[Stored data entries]

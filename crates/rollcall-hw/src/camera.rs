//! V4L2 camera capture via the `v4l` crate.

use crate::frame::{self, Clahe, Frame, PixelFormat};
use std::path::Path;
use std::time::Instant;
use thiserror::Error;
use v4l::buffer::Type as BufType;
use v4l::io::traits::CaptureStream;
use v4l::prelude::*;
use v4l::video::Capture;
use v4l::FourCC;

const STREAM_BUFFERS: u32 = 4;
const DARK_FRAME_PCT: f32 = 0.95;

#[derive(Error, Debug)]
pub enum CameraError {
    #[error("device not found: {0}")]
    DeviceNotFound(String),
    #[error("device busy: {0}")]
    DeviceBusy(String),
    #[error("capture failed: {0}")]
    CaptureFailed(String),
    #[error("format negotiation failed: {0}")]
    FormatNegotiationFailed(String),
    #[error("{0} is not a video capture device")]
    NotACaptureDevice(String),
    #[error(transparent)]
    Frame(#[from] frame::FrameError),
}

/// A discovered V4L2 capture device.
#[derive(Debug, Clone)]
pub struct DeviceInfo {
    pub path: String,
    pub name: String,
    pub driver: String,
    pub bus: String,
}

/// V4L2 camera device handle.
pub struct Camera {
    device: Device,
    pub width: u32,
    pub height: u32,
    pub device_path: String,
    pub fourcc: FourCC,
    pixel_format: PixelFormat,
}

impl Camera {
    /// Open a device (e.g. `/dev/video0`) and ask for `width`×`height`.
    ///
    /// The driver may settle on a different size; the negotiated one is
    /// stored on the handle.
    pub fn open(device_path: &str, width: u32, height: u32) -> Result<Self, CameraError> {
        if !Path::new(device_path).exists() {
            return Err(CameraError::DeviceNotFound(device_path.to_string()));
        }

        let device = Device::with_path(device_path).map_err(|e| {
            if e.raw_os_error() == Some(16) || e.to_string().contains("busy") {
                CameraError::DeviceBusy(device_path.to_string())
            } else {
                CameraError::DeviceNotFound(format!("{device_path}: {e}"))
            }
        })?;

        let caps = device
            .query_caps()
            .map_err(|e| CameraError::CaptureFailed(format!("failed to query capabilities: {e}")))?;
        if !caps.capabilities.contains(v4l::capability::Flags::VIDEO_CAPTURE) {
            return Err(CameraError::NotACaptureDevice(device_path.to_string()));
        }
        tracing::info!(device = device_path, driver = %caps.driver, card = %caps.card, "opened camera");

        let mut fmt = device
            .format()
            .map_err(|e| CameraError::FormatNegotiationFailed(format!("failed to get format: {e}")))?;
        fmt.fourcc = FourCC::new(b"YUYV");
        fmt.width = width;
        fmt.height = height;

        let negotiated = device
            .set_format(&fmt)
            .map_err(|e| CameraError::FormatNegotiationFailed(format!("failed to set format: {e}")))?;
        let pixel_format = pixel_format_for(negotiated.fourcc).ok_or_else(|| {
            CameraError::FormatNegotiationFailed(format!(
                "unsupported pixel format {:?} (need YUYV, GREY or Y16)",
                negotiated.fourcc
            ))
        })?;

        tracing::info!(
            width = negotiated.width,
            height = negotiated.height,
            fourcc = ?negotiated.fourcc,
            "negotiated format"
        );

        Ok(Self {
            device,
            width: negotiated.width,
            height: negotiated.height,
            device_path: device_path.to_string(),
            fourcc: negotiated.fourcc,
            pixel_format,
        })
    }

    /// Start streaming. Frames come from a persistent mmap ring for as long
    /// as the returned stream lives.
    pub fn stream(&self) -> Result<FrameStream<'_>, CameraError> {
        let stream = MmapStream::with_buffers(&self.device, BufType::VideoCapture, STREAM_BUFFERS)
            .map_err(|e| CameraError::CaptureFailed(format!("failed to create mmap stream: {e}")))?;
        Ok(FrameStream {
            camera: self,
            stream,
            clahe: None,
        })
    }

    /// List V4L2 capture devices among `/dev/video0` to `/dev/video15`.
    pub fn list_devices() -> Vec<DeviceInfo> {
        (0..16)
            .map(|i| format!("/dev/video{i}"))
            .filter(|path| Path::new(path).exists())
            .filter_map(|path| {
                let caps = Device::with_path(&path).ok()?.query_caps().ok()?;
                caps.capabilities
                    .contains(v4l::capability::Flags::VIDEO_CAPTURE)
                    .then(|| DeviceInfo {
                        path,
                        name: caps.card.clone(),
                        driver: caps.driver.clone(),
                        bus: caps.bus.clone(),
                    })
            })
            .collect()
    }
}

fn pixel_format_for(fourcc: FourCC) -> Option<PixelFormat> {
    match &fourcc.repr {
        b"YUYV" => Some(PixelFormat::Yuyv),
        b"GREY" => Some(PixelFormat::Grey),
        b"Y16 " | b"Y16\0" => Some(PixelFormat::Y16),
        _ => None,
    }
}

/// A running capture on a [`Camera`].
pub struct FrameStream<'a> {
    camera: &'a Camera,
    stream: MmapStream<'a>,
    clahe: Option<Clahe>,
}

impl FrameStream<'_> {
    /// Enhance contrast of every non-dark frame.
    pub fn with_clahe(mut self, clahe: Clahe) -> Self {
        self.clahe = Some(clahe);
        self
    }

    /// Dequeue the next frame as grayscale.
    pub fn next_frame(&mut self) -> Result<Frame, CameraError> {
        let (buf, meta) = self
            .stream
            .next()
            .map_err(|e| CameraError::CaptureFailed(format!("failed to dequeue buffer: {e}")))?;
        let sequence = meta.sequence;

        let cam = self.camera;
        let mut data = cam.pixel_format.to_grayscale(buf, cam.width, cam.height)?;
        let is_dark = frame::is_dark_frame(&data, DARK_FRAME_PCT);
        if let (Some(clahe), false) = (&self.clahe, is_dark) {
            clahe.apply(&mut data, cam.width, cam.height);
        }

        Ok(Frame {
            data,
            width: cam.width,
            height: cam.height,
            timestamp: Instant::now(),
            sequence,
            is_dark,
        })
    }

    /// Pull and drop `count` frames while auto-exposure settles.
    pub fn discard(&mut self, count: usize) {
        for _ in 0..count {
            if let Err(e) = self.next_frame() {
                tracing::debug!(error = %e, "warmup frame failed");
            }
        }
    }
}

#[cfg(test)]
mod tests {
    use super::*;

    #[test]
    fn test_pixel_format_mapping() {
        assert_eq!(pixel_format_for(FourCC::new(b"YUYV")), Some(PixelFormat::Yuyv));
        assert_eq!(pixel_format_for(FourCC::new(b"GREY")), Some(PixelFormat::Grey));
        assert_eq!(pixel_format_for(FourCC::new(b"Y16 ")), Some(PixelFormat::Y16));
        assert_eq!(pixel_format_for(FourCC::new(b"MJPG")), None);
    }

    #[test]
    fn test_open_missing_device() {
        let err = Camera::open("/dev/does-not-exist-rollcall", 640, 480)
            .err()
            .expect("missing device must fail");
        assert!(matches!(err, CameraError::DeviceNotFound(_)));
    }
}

◆ EXERCISE:
Exactly one number is the answer: how many lines of the entries contain the string "Result".

◆ THE ANSWER:
3